Step 2. my routes file in which i hand or save my uploaded image

router.get('/captureImage', function(req, res, next) {
    res.render('captureImage', { title: 'Capture Image and upload' });
});

router.post('/captureImage', function(req, res, next) {
    //console.log("FormData "+ req.body.base64);
    var base64Data = req.body.base64.replace(/^data:image\/png;base64,/, "");
    fs.writeFile("uploads/out.png", base64Data, 'base64', function(err) {
        if(err){
            console.log(err);
            }else{
            res.send(JSON.stringify({'status': 1, 'msg': 'Image Uploaded'}));
        }
    });
});

For complete tutorial please follow link Accessing WebCam with NodeJS and save click image - TrinityTuts

Upvotes: -6

Jesse Proulx
Jesse Proulx

Reputation: 831

I don't think there's anything specific to Node.js when it comes to working with webcams, the concepts are generally the same no matter what language or server you're using. The hardware involved and the interfaces to that hardware is what should define your solution.

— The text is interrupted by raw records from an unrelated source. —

//! Session identifiers

use serde::{Deserialize, Serialize};
use uuid::Uuid;

use super::SessionError;

/// Unique session identifier
#[derive(Debug, Clone, PartialEq, Eq, PartialOrd, Ord, Hash, Serialize, Deserialize)]
pub struct SessionId(String);

impl SessionId {
    /// Generate a new random session ID
    #[must_use]
    pub fn generate() -> Self {
        Self(Uuid::new_v4().to_string())
    }

    /// Create from a string (validates format)
    ///
    /// # Errors
    ///
    /// Returns error if the string is not a valid UUID
    pub fn try_from_string(s: String) -> Result<Self, SessionError> {
        Uuid::parse_str(&s)
            .map(|_| Self(s))
            .map_err(|_| SessionError::InvalidSessionId)
    }

    /// Get the session ID as a string reference
    #[must_use]
    pub fn as_str(&self) -> &str {
        &self.0
    }
}

impl std::fmt::Display for SessionId {
    fn fmt(&self, f: &mut std::fmt::Formatter<'_>) -> std::fmt::Result {
        f.write_str(&self.0)
    }
}

impl std::str::FromStr for SessionId {
    type Err = SessionError;

    fn from_str(s: &str) -> Result<Self, Self::Err> {
        Self::try_from_string(s.to_string())
    }
}
//! Health check endpoints
//!
//! `GET /health` reports the catalogue status and the number of live
//! sessions; `GET /health/live` only answers that the process is up.

use std::collections::BTreeMap;

use axum::{
    extract::State,
    http::StatusCode,
    response::{IntoResponse, Response},
    Json,
};
use serde::{Deserialize, Serialize};

use crate::state::{AppState, CatalogueStatus};

/// Overall or per-component health
#[derive(Debug, Clone, Copy, PartialEq, Eq, Serialize, Deserialize)]
#[serde(rename_all = "lowercase")]
pub enum HealthStatus {
    /// Fully operational
    Healthy,
    /// Not serving its purpose
    Unhealthy,
}

/// Health of one component
#[derive(Debug, Clone, PartialEq, Eq, Serialize, Deserialize)]
pub struct ComponentHealth {
    /// Component status
    pub status: HealthStatus,
    /// Optional detail
    #[serde(skip_serializing_if = "Option::is_none")]
    pub message: Option<String>,
}

impl ComponentHealth {
    /// Healthy component with a detail message
    #[must_use]
    pub fn healthy(message: impl Into<String>) -> Self {
        Self {
            status: HealthStatus::Healthy,
            message: Some(message.into()),
        }
    }

    /// Unhealthy component
    #[must_use]
    pub fn unhealthy(message: impl Into<String>) -> Self {
        Self {
            status: HealthStatus::Unhealthy,
            message: Some(message.into()),
        }
    }
}

/// Health check response body
#[derive(Debug, Clone, Serialize, Deserialize)]
pub struct HealthCheckResponse {
    /// Worst component status
    pub status: HealthStatus,
    /// Crate version
    pub version: String,
    /// Components by name
    pub components: BTreeMap<String, ComponentHealth>,
}

impl HealthCheckResponse {
    /// Empty, healthy response
    #[must_use]
    pub fn new(version: impl Into<String>) -> Self {
        Self {
            status: HealthStatus::Healthy,
            version: version.into(),
            components: BTreeMap::new(),
        }
    }

    /// Add a component and recompute the overall status
    pub fn add_component(&mut self, name: impl Into<String>, health: ComponentHealth) {
        self.components.insert(name.into(), health);
        self.status = if self
            .components
            .values()
            .any(|c| c.status == HealthStatus::Unhealthy)
        {
            HealthStatus::Unhealthy
        } else {
            HealthStatus::Healthy
        };
    }

    /// HTTP status for the overall status
    #[must_use]
    pub const fn status_code(&self) -> StatusCode {
        match self.status {
            HealthStatus::Healthy => StatusCode::OK,
            HealthStatus::Unhealthy => StatusCode::SERVICE_UNAVAILABLE,
        }
    }
}

impl IntoResponse for HealthCheckResponse {
    fn into_response(self) -> Response {
        let status = self.status_code();
        (status, Json(self)).into_response()
    }
}

/// Liveness probe
#[allow(clippy::unused_async)]
pub async fn liveness() -> impl IntoResponse {
    (StatusCode::OK, "OK")
}

/// Full health check
#[allow(clippy::unused_async)]
pub async fn health_check(State(state): State<AppState>) -> HealthCheckResponse {
    let mut response = HealthCheckResponse::new(env!("CARGO_PKG_VERSION"));

    let catalogue = match state.catalogue() {
        CatalogueStatus::Ready(catalogue) => {
            ComponentHealth::healthy(format!("{} templates", catalogue.len()))
        }
        CatalogueStatus::Failed(kind) => ComponentHealth::unhealthy(kind.message()),
    };
    response.add_component("catalogue", catalogue);
    response.add_component(
        "sessions",
        ComponentHealth::healthy(format!("{} active", state.sessions().len())),
    );

    response
}

#[cfg(test)]
mod tests {
    use super::*;

    #[test]
    fn test_unhealthy_component_marks_response_unhealthy() {
        let mut response = HealthCheckResponse::new("0.1.0");
        response.add_component("sessions", ComponentHealth::healthy("0 active"));
        assert_eq!(response.status_code(), StatusCode::OK);

        response.add_component("catalogue", ComponentHealth::unhealthy("down"));
        assert_eq!(response.status, HealthStatus::Unhealthy);
        assert_eq!(response.status_code(), StatusCode::SERVICE_UNAVAILABLE);
    }

    #[test]
    fn test_serializes_lowercase_status() {
        let json = serde_json::to_value(ComponentHealth::healthy("ok")).unwrap();
        assert_eq!(json["status"], "healthy");
    }
}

The simplest case would be to serve individual snapshots that are periodically saved to disk by the webcam's included software, or you can make a system call that invokes a local process or program to save a snapshot on demand. You can then serve a page using Node.js that periodically refreshes the latest snapshot.

Alternatively, you can interface directly with the webcam hardware using a controller tailored to the operating system (DirectShow, Windows Image Acquisition, IKPictureTaker, V4L2, etc.) and create a live video stream using Node.js as the transport mechanism.

If your webcam has a network interface and already offers a streaming server, you might want to look into a reverse proxy solution instead, using nginx or Apache for example. Here is a solution where nginx is being used to proxy a webcam stream formatted by VLC.

Here is a creative solution that captures a video stream by taking individual frames, encoding the image data, and using websockets to push the image data to a canvas element on a client page, using Node.js as the intermediate server.